A spirited dark haired young women, with a brilliant fuchsia paneled shirt, and bright blue pants is centered under an arbor of fuchsia bougainvillea and bright thick green leaves overhang the clearing where a view of an entrance invites us to come closer.  Reshma Gajjar moves freely. Her words unmasks her keen awareness that her perspective is different, different than most.  “I am not alone and live with my husband. I know many people…are missing or concerned about their parents … my mother lives with me….. All these details significantly affect my quarantine experience.

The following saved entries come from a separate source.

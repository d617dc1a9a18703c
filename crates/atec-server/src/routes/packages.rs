use axum::extract::State;
use axum::{Extension, Json};
use atec_core::models::package::PackageContent;
use atec_core::principal::Requester;
use atec_service::package::ActivePackage;
use serde::Deserialize;
use uuid::Uuid;

use crate::error::ApiError;
use crate::extract::{ApiJson, ApiPath};
use crate::response::{Created, Envelope, Message, ok};
use crate::state::AppState;

#[derive(Debug, Deserialize)]
pub struct ActiveStatusInput {
    pub is_active: bool,
}

pub async fn create_package(
    State(state): State<AppState>,
    Extension(requester): Extension<Requester>,
    ApiJson(content): ApiJson<PackageContent>,
) -> Result<Json<Envelope<Created>>, ApiError> {
    let id = state.packages.create(&requester, content).await?;
    Ok(ok(Created { id }))
}

pub async fn update_package(
    State(state): State<AppState>,
    Extension(requester): Extension<Requester>,
    ApiPath(id): ApiPath<Uuid>,
    ApiJson(content): ApiJson<PackageContent>,
) -> Result<Json<Envelope<Message>>, ApiError> {
    state.packages.update(&requester, id, content).await?;
    Ok(ok(Message::new("ok")))
}

pub async fn change_active_status(
    State(state): State<AppState>,
    Extension(requester): Extension<Requester>,
    ApiPath(id): ApiPath<Uuid>,
    ApiJson(input): ApiJson<ActiveStatusInput>,
) -> Result<Json<Envelope<Message>>, ApiError> {
    state.packages.change_active_status(&requester, id, input.is_active).await?;
    Ok(ok(Message::new("ok")))
}

pub async fn delete_package(
    State(state): State<AppState>,
    Extension(requester): Extension<Requester>,
    ApiPath(id): ApiPath<Uuid>,
) -> Result<Json<Envelope<Message>>, ApiError> {
    state.packages.delete(&requester, id).await?;
    Ok(ok(Message::new("ok")))
}

pub async fn active_packages(State(state): State<AppState>) -> Result<Json<Envelope<Vec<ActivePackage>>>, ApiError> {
    Ok(ok(state.packages.find_active().await?))
}
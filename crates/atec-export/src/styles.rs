use serde::{Deserialize, Serialize};

/// Layout of the rendered card. Glyphs are 8x8 pixels before scaling.
#[derive(Debug, Clone, Serialize, Deserialize)]
pub struct CardStyle {
    /// Pixel multiplier for body lines.
    pub text_scale: u32,

    /// Pixel multiplier for the title.
    pub title_scale: u32,

    /// Line height as a multiple of the glyph height.
    pub spacing: f32,

    /// Blank border around the content, in pixels.
    pub padding: u32,

    /// The card is never wider than this.
    pub max_width: u32,
}

impl Default for CardStyle {
    fn default() -> Self {
        Self {
            text_scale: 2,
            title_scale: 3,
            spacing: 1.5,
            padding: 10,
            max_width: 1080,
        }
    }
}
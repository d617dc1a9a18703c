use atec_core::models::package::SubtestId;
use serde::Serialize;

/// Shape of one ATEC subtest.
#[derive(Debug, Clone, Copy, PartialEq, Eq, Serialize)]
pub struct Subtest {
    pub id: SubtestId,
    pub name: &'static str,
    pub question_count: usize,
    pub option_count: usize,
}

impl Subtest {
    /// Highest grade a subtest can reach when scores run 0..option_count.
    pub const fn max_grade(&self) -> i32 {
        (self.question_count * (self.option_count - 1)) as i32
    }
}

/// The four ATEC subtests. Packages may relabel questions and options but
/// must keep these counts.
pub const SUBTESTS: [Subtest; 4] = [
    Subtest {
        id: 0,
        name: "Speech/Language/Communication",
        question_count: 14,
        option_count: 3,
    },
    Subtest {
        id: 1,
        name: "Sociability",
        question_count: 20,
        option_count: 3,
    },
    Subtest {
        id: 2,
        name: "Sensory/Cognitive Awareness",
        question_count: 18,
        option_count: 3,
    },
    Subtest {
        id: 3,
        name: "Health/Physical/Behavior",
        question_count: 25,
        option_count: 4,
    },
];

pub const MINIMUM_SCORE: i32 = 0;

pub const MAXIMUM_SCORE: i32 = SUBTESTS[0].max_grade()
    + SUBTESTS[1].max_grade()
    + SUBTESTS[2].max_grade()
    + SUBTESTS[3].max_grade();

pub fn subtest(id: SubtestId) -> Option<&'static Subtest> {
    SUBTESTS.iter().find(|s| s.id == id)
}
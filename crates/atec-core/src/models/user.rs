use std::fmt;
use std::str::FromStr;

use serde::{Deserialize, Serialize};
use uuid::Uuid;

#[derive(Debug, Clone, Copy, PartialEq, Eq, Hash, Serialize, Deserialize)]
#[serde(rename_all = "snake_case")]
pub enum Role {
    Admin,
    User,
    Therapist,
    Parent,
}

impl Role {
    pub fn as_str(&self) -> &'static str {
        match self {
            Role::Admin => "admin",
            Role::User => "user",
            Role::Therapist => "therapist",
            Role::Parent => "parent",
        }
    }
}

impl fmt::Display for Role {
    fn fmt(&self, f: &mut fmt::Formatter<'_>) -> fmt::Result {
        f.write_str(self.as_str())
    }
}

impl FromStr for Role {
    type Err = String;

    fn from_str(s: &str) -> Result<Self, Self::Err> {
        match s {
            "admin" => Ok(Role::Admin),
            "user" => Ok(Role::User),
            "therapist" => Ok(Role::Therapist),
            "parent" => Ok(Role::Parent),
            other => Err(format!("unknown role: {other}")),
        }
    }
}

/// A stored account. `email`, `phone_number` and `address` hold ciphertext.
#[derive(Debug, Clone, Serialize, Deserialize)]
pub struct User {
    pub id: Uuid,
    pub email: String,
    #[serde(skip_serializing, default)]
    pub password: String,
    pub username: String,
    pub is_active: bool,
    pub role: Role,
    pub phone_number: Option<String>,
    pub address: Option<String>,
    pub created_at: jiff::Timestamp,
    pub updated_at: jiff::Timestamp,
}
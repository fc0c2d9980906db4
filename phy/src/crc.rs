//! CRC computation over unpacked bits by shift-register division in GF(2).
//!
//! Bits and polynomial coefficients are `u8` values 0 or 1, highest degree
//! first. The remainder equals `b(x) x^L mod g(x)` for a generator of degree
//! `L`, so appending it to the block makes the whole block divisible by g.

use crate::PhyError;

/// Generator polynomials of 38.212 section 5.1.
#[derive(Debug, Clone, Copy, PartialEq, Eq)]
pub enum CrcPolynomial {
    Crc24A,
    Crc24B,
    Crc24C,
    Crc16,
    Crc11,
    Crc6,
}

impl CrcPolynomial {
    /// Exponents of the nonzero terms.
    fn degrees(self) -> &'static [usize] {
        match self {
            CrcPolynomial::Crc24A => &[24, 23, 18, 17, 14, 11, 10, 7, 6, 5, 4, 3, 1, 0],
            CrcPolynomial::Crc24B => &[24, 23, 6, 5, 1, 0],
            CrcPolynomial::Crc24C => &[24, 23, 21, 20, 17, 15, 13, 12, 8, 4, 2, 1, 0],
            CrcPolynomial::Crc16 => &[16, 12, 5, 0],
            CrcPolynomial::Crc11 => &[11, 10, 9, 5, 0],
            CrcPolynomial::Crc6 => &[6, 5, 0],
        }
    }

    /// Number of parity bits.
    pub fn len(self) -> usize {
        self.degrees()[0]
    }

    /// Coefficients, highest degree first.
    pub fn coefficients(self) -> Vec<u8> {
        let degrees = self.degrees();
        let mut poly = vec![0u8; degrees[0] + 1];
        for &d in degrees {
            poly[degrees[0] - d] = 1;
        }
        poly
    }
}

fn check_bits(bits: &[u8]) -> Result<(), PhyError> {
    match bits.iter().position(|&b| b > 1) {
        Some(index) => Err(PhyError::NotABit {
            index,
            value: bits[index],
        }),
        None => Ok(()),
    }
}

/// Remainder of `bits` shifted by the generator degree, `poly.len() - 1` bits.
pub fn crc_remainder(bits: &[u8], poly: &[u8]) -> Result<Vec<u8>, PhyError> {
    if poly.len() < 2 || poly[0] != 1 {
        return Err(PhyError::InvalidPolynomial);
    }
    check_bits(poly)?;
    check_bits(bits)?;

    let len = poly.len();
    let mut lfsr = vec![0u8; len];
    // Feed the block followed by `len - 1` zeros.
    let input = bits.iter().copied().chain(std::iter::repeat(0).take(len - 1));
    for bit in input {
        lfsr.copy_within(1.., 0);
        lfsr[len - 1] = bit;
        if lfsr[0] != 0 {
            for (cell, &coeff) in lfsr.iter_mut().zip(poly) {
                *cell ^= coeff;
            }
        }
    }

    Ok(lfsr.split_off(1))
}

/// `bits` followed by their CRC.
pub fn crc_attach(bits: &[u8], poly: &[u8]) -> Result<Vec<u8>, PhyError> {
    let parity = crc_remainder(bits, poly)?;
    let mut out = Vec::with_capacity(bits.len() + parity.len());
    out.extend_from_slice(bits);
    out.extend(parity);
    Ok(out)
}

/// Whether a block produced by [`crc_attach`] arrived intact.
pub fn crc_check(block: &[u8], poly: &[u8]) -> Result<bool, PhyError> {
    Ok(crc_remainder(block, poly)?.iter().all(|&b| b == 0))
}

#[cfg(test)]
mod tests {
    use super::*;
    use proptest::prelude::*;

    #[test]
    fn test_hand_division() {
        // (x^3 + x^2 + 1) x^3 mod (x^3 + x + 1) = 1
        assert_eq!(crc_remainder(&[1, 1, 0, 1], &[1, 0, 1, 1]).unwrap(), vec![0, 0, 1]);
        assert_eq!(crc_remainder(&[], &[1, 0, 1, 1]).unwrap(), vec![0, 0, 0]);
    }

    #[test]
    fn test_crc16_vector() {
        let poly = CrcPolynomial::Crc16.coefficients();
        assert_eq!(poly.len(), 17);
        let bits = [1, 0, 1, 1, 0, 0, 1, 0, 1, 1];
        assert_eq!(
            crc_remainder(&bits, &poly).unwrap(),
            vec![0, 0, 0, 0, 1, 1, 1, 0, 0, 1, 0, 0, 0, 1, 0, 1]
        );
    }

    #[test]
    fn test_attach_then_check() {
        for poly in [
            CrcPolynomial::Crc24A,
            CrcPolynomial::Crc24B,
            CrcPolynomial::Crc24C,
            CrcPolynomial::Crc16,
            CrcPolynomial::Crc11,
            CrcPolynomial::Crc6,
        ] {
            let g = poly.coefficients();
            assert_eq!(g.len(), poly.len() + 1);
            let bits: Vec<u8> = (0..100).map(|i| ((i * 7 + 3) % 5 == 0) as u8).collect();
            let mut block = crc_attach(&bits, &g).unwrap();
            assert_eq!(block.len(), 100 + poly.len());
            assert!(crc_check(&block, &g).unwrap());
            block[17] ^= 1;
            assert!(!crc_check(&block, &g).unwrap());
        }
    }

    #[test]
    fn test_rejects_bad_input() {
        assert_eq!(crc_remainder(&[1, 0], &[1]), Err(PhyError::InvalidPolynomial));
        assert_eq!(crc_remainder(&[1, 0], &[0, 1, 1]), Err(PhyError::InvalidPolynomial));
        assert_eq!(
            crc_remainder(&[1, 2], &[1, 1]),
            Err(PhyError::NotABit { index: 1, value: 2 })
        );
    }

    proptest! {
        #[test]
        fn prop_remainder_is_linear(
            a in prop::collection::vec(0u8..2, 40),
            b in prop::collection::vec(0u8..2, 40),
        ) {
            let g = CrcPolynomial::Crc11.coefficients();
            let sum: Vec<u8> = a.iter().zip(&b).map(|(x, y)| x ^ y).collect();
            let ra = crc_remainder(&a, &g).unwrap();
            let rb = crc_remainder(&b, &g).unwrap();
            let expected: Vec<u8> = ra.iter().zip(&rb).map(|(x, y)| x ^ y).collect();
            prop_assert_eq!(crc_remainder(&sum, &g).unwrap(), expected);
        }
    }
}
use thiserror::Error;

#[derive(Error, Debug, Clone, PartialEq, Eq)]
pub enum SparseError {
    #[error("Invalid matrix dimensions {rows}x{cols}")]
    InvalidDimensions { rows: usize, cols: usize },
    #[error("Entry ({row}, {col}) out of bounds")]
    IndexOutOfBounds { row: usize, col: usize },
    #[error("Expected {expected} column offsets, got {actual}")]
    OffsetCount { expected: usize, actual: usize },
    #[error("Column offsets decrease at column {col}")]
    OffsetOrder { col: usize },
    #[error("Column offsets span {span} entries but {nnz} row indices were given")]
    OffsetSpan { span: usize, nnz: usize },
    #[error("Row {row} appears twice in column {col}")]
    DuplicateEntry { row: usize, col: usize },
    #[error("Dense row {row} has {actual} columns, expected {expected}")]
    RaggedRow {
        row: usize,
        expected: usize,
        actual: usize,
    },
}

/// Binary parity-check matrix in compressed-column form.
///
/// Column `v` (a variable node) owns the run
/// `row_indices[col_offsets[v]..col_offsets[v + 1]]`, the checks that variable
/// participates in. The matrix is immutable once built.
#[derive(Debug, Clone, PartialEq, Eq)]
pub struct ParityCheckMatrix {
    n_rows: usize,
    n_cols: usize,
    col_offsets: Vec<usize>,
    row_indices: Vec<usize>,
}

impl ParityCheckMatrix {
    /// Build from a raw CSC triple, validating every index.
    pub fn from_csc(
        n_rows: usize,
        n_cols: usize,
        row_indices: Vec<usize>,
        col_offsets: Vec<usize>,
    ) -> Result<Self, SparseError> {
        if n_rows == 0 || n_cols == 0 {
            return Err(SparseError::InvalidDimensions {
                rows: n_rows,
                cols: n_cols,
            });
        }

        if col_offsets.len() != n_cols + 1 {
            return Err(SparseError::OffsetCount {
                expected: n_cols + 1,
                actual: col_offsets.len(),
            });
        }

        if col_offsets[0] != 0 || col_offsets[n_cols] != row_indices.len() {
            return Err(SparseError::OffsetSpan {
                span: col_offsets[n_cols].saturating_sub(col_offsets[0]),
                nnz: row_indices.len(),
            });
        }

        if let Some(col) = (0..n_cols).find(|&col| col_offsets[col + 1] < col_offsets[col]) {
            return Err(SparseError::OffsetOrder { col });
        }

        let mut seen = vec![usize::MAX; n_rows];
        for col in 0..n_cols {
            for &row in &row_indices[col_offsets[col]..col_offsets[col + 1]] {
                if row >= n_rows {
                    return Err(SparseError::IndexOutOfBounds { row, col });
                }
                // `seen` remembers the last column that touched each row
                if seen[row] == col {
                    return Err(SparseError::DuplicateEntry { row, col });
                }
                seen[row] = col;
            }
        }

        Ok(Self {
            n_rows,
            n_cols,
            col_offsets,
            row_indices,
        })
    }

    /// Build from `(row, col)` positions of the ones. Repeated positions are
    /// kept once, and rows within a column end up sorted.
    pub fn from_entries<I>(n_rows: usize, n_cols: usize, entries: I) -> Result<Self, SparseError>
    where
        I: IntoIterator<Item = (usize, usize)>,
    {
        if n_rows == 0 || n_cols == 0 {
            return Err(SparseError::InvalidDimensions {
                rows: n_rows,
                cols: n_cols,
            });
        }

        let mut col_entries: Vec<Vec<usize>> = vec![Vec::new(); n_cols];
        for (row, col) in entries {
            if row >= n_rows || col >= n_cols {
                return Err(SparseError::IndexOutOfBounds { row, col });
            }
            let list = &mut col_entries[col];
            if let Err(pos) = list.binary_search(&row) {
                list.insert(pos, row);
            }
        }

        Ok(Self::from_columns(n_rows, col_entries))
    }

    /// Build from dense 0/1 rows; any nonzero byte counts as a one.
    pub fn from_dense<R: AsRef<[u8]>>(rows: &[R]) -> Result<Self, SparseError> {
        let n_rows = rows.len();
        let n_cols = rows.first().map_or(0, |r| r.as_ref().len());

        let mut entries = Vec::new();
        for (row, bits) in rows.iter().enumerate() {
            let bits = bits.as_ref();
            if bits.len() != n_cols {
                return Err(SparseError::RaggedRow {
                    row,
                    expected: n_cols,
                    actual: bits.len(),
                });
            }
            entries.extend(
                bits.iter()
                    .enumerate()
                    .filter(|&(_, &b)| b != 0)
                    .map(|(col, _)| (row, col)),
            );
        }

        Self::from_entries(n_rows, n_cols, entries)
    }

    /// Columns must already be duplicate free and in range.
    pub(crate) fn from_columns(n_rows: usize, col_entries: Vec<Vec<usize>>) -> Self {
        let mut col_offsets = Vec::with_capacity(col_entries.len() + 1);
        let mut row_indices = Vec::with_capacity(col_entries.iter().map(Vec::len).sum());
        col_offsets.push(0);
        for list in &col_entries {
            row_indices.extend_from_slice(list);
            col_offsets.push(row_indices.len());
        }

        Self {
            n_rows,
            n_cols: col_entries.len(),
            col_offsets,
            row_indices,
        }
    }

    /// Number of checks.
    pub fn rows(&self) -> usize {
        self.n_rows
    }

    /// Number of variables.
    pub fn cols(&self) -> usize {
        self.n_cols
    }

    /// Number of ones (Tanner graph edges).
    pub fn nnz(&self) -> usize {
        self.row_indices.len()
    }

    pub fn col_offsets(&self) -> &[usize] {
        &self.col_offsets
    }

    pub fn row_indices(&self) -> &[usize] {
        &self.row_indices
    }

    /// Checks touched by variable `col`, in storage order.
    pub fn entries_in_col(&self, col: usize) -> &[usize] {
        &self.row_indices[self.col_offsets[col]..self.col_offsets[col + 1]]
    }

    pub fn find(&self, row: usize, col: usize) -> bool {
        row < self.n_rows && col < self.n_cols && self.entries_in_col(col).contains(&row)
    }

    pub fn col_weight(&self, col: usize) -> usize {
        self.col_offsets[col + 1] - self.col_offsets[col]
    }

    /// Weight of every row, i.e. the check-node degrees.
    pub fn row_weights(&self) -> Vec<usize> {
        let mut weights = vec![0; self.n_rows];
        for &row in &self.row_indices {
            weights[row] += 1;
        }
        weights
    }

    /// Variables touched by each check, in increasing column order.
    pub fn row_entries(&self) -> Vec<Vec<usize>> {
        let mut rows: Vec<Vec<usize>> = self
            .row_weights()
            .into_iter()
            .map(Vec::with_capacity)
            .collect();
        for col in 0..self.n_cols {
            for &row in self.entries_in_col(col) {
                rows[row].push(col);
            }
        }
        rows
    }
}

#[cfg(test)]
mod tests {
    use super::*;

    #[test]
    fn test_basic_operations() {
        let matrix = ParityCheckMatrix::from_entries(3, 4, [(0, 1), (1, 2), (0, 3), (0, 1)]).unwrap();

        assert!(matrix.find(0, 1));
        assert!(matrix.find(1, 2));
        assert!(!matrix.find(2, 0));
        assert!(!matrix.find(7, 0));
        assert_eq!(matrix.nnz(), 3);

        assert_eq!(matrix.col_offsets(), &[0, 0, 1, 2, 3]);
        assert_eq!(matrix.row_entries()[0], vec![1, 3]);
        assert_eq!(matrix.row_weights(), vec![2, 1, 0]);
    }

    #[test]
    fn test_dense_rows() {
        let matrix = ParityCheckMatrix::from_dense(&[[1u8, 1, 0, 1], [0, 1, 1, 0]]).unwrap();
        assert_eq!(matrix.rows(), 2);
        assert_eq!(matrix.cols(), 4);
        assert_eq!(matrix.entries_in_col(1), &[0, 1]);
        assert_eq!(matrix.col_weight(3), 1);

        let ragged: [&[u8]; 2] = [&[1, 0, 1], &[1, 0]];
        assert_eq!(
            ParityCheckMatrix::from_dense(&ragged),
            Err(SparseError::RaggedRow {
                row: 1,
                expected: 3,
                actual: 2
            })
        );
    }

    #[test]
    fn test_csc_validation() {
        let ok = ParityCheckMatrix::from_csc(2, 3, vec![0, 1, 1, 0], vec![0, 2, 3, 4]).unwrap();
        assert_eq!(ok.entries_in_col(0), &[0, 1]);

        assert_eq!(
            ParityCheckMatrix::from_csc(2, 3, vec![0, 1, 1, 0], vec![0, 2, 3]),
            Err(SparseError::OffsetCount {
                expected: 4,
                actual: 3
            })
        );
        assert_eq!(
            ParityCheckMatrix::from_csc(2, 3, vec![0, 1, 1, 0], vec![0, 3, 2, 4]),
            Err(SparseError::OffsetOrder { col: 1 })
        );
        assert_eq!(
            ParityCheckMatrix::from_csc(2, 3, vec![0, 2, 1, 0], vec![0, 2, 3, 4]),
            Err(SparseError::IndexOutOfBounds { row: 2, col: 0 })
        );
        assert_eq!(
            ParityCheckMatrix::from_csc(2, 3, vec![1, 1, 1, 0], vec![0, 2, 3, 4]),
            Err(SparseError::DuplicateEntry { row: 1, col: 0 })
        );
        assert!(matches!(
            ParityCheckMatrix::from_csc(2, 3, vec![0, 1, 1], vec![0, 2, 3, 4]),
            Err(SparseError::OffsetSpan { .. })
        ));
        assert!(ParityCheckMatrix::from_csc(0, 3, vec![], vec![0, 0, 0, 0]).is_err());
    }
}
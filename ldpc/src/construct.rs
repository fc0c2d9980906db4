//! Seeded random parity-check matrices for simulations and tests.

use crate::{LdpcError, ParityCheckMatrix};
use log::warn;
use rand::{Rng, SeedableRng};
use rand_chacha::ChaCha8Rng;

/// Random matrix with exactly `col_weight` ones per column ("evencol").
///
/// Rows left with fewer than two ones afterwards get extra random entries,
/// since a check on a single bit cannot pass extrinsic information. The same
/// seed always yields the same matrix.
pub fn make_evencol(
    n_checks: usize,
    n_vars: usize,
    col_weight: usize,
    seed: u64,
) -> Result<ParityCheckMatrix, LdpcError> {
    if n_checks == 0 || n_vars == 0 {
        return Err(LdpcError::InvalidParameter(
            "dimensions must be > 0".to_string(),
        ));
    }

    if n_vars <= n_checks {
        return Err(LdpcError::InvalidParameter(format!(
            "Number of bits ({}) should be greater than number of checks ({})",
            n_vars, n_checks
        )));
    }

    if col_weight == 0 || col_weight > n_checks {
        return Err(LdpcError::InvalidParameter(format!(
            "Checks per bit ({}) must be between 1 and the number of checks ({})",
            col_weight, n_checks
        )));
    }

    let mut rng = ChaCha8Rng::seed_from_u64(seed.wrapping_mul(10).wrapping_add(1));
    let mut cols: Vec<Vec<usize>> = vec![Vec::with_capacity(col_weight); n_vars];
    let mut row_weight = vec![0usize; n_checks];

    for col in cols.iter_mut() {
        for _ in 0..col_weight {
            place_random(col, &mut row_weight, &mut rng, n_checks);
        }
    }

    let mut added = 0;
    for row in 0..n_checks {
        while row_weight[row] < 2 {
            let j = rng.gen_range(0..n_vars);
            if let Err(pos) = cols[j].binary_search(&row) {
                cols[j].insert(pos, row);
                row_weight[row] += 1;
                added += 1;
            }
        }
    }

    if added > 0 {
        warn!(
            "Added {} extra bit-checks to make row counts at least two",
            added
        );
    }

    Ok(ParityCheckMatrix::from_columns(n_checks, cols))
}

/// Put a one into a row of `col` that does not hold one yet.
fn place_random(col: &mut Vec<usize>, row_weight: &mut [usize], rng: &mut ChaCha8Rng, n_checks: usize) {
    loop {
        let row = rng.gen_range(0..n_checks);
        if let Err(pos) = col.binary_search(&row) {
            col.insert(pos, row);
            row_weight[row] += 1;
            return;
        }
    }
}
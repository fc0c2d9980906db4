//! Single-pass link-level kernels around the LDPC decoder: CRC, Gold
//! scrambling sequences, constellation mapping and soft demapping,
//! circular-buffer rate matching, and sum-of-sinusoids fading.

pub mod crc;
pub mod fading;
pub mod gold;
pub mod modulation;
pub mod rate_matching;

// Re-export main types
pub use crc::{crc_attach, crc_check, crc_remainder, CrcPolynomial};
pub use fading::ZhengFading;
pub use gold::gold31;
pub use modulation::{Constellation, DemapMethod, ModulationScheme};
pub use rate_matching::{BaseGraph, CircularBuffer};

use thiserror::Error;

#[derive(Error, Debug, Clone, PartialEq)]
pub enum PhyError {
    #[error("Invalid parameter: {0}")]
    InvalidParameter(String),
    #[error("Length mismatch for {what}: expected {expected}, got {actual}")]
    LengthMismatch {
        what: &'static str,
        expected: usize,
        actual: usize,
    },
    #[error("Value {value} at index {index} is not a bit")]
    NotABit { index: usize, value: u8 },
    #[error("Polynomial must start with a 1 and have at least two coefficients")]
    InvalidPolynomial,
    #[error("Gold sequence seed {0:#x} does not fit in 31 bits")]
    SeedTooLarge(u32),
    #[error("{len} bits do not fill whole symbols of {ord} bits")]
    PartialSymbol { len: usize, ord: usize },
    #[error("Constellation of {points} points does not match {ord} bits per symbol")]
    ConstellationSize { points: usize, ord: usize },
    #[error("Noise variance {value} at symbol {index} must be positive")]
    NoiseVariance { index: usize, value: f64 },
    #[error("Unknown demapping method '{0}'")]
    UnknownMethod(String),
    #[error("Unknown modulation scheme '{0}'")]
    UnknownScheme(String),
}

Though I do struggle with time, and how fast it moves. It really felt like the universe was listening to my plea to slow down time, slow down time… And when this happened I felt like it was …such a gift because I was able to stop.  It is my notion that we are all giving each other permission to breathe” Slow Down Time ended up being the title of our piece. It ended up feeling very prescient,” very prophetic.

Reshma Gajjar - Screenshot from SLOW DOWN TIME - Courtesy of Katie Malia

Reshma Gajjar – Screenshot from SLOW DOWN TIME – Courtesy of Katie Malia

Slow Down Time is a gift of few words but, in truth, says so much. These artists have shared their generosity and wisdom and leaves us with hope and light in an uncertain future.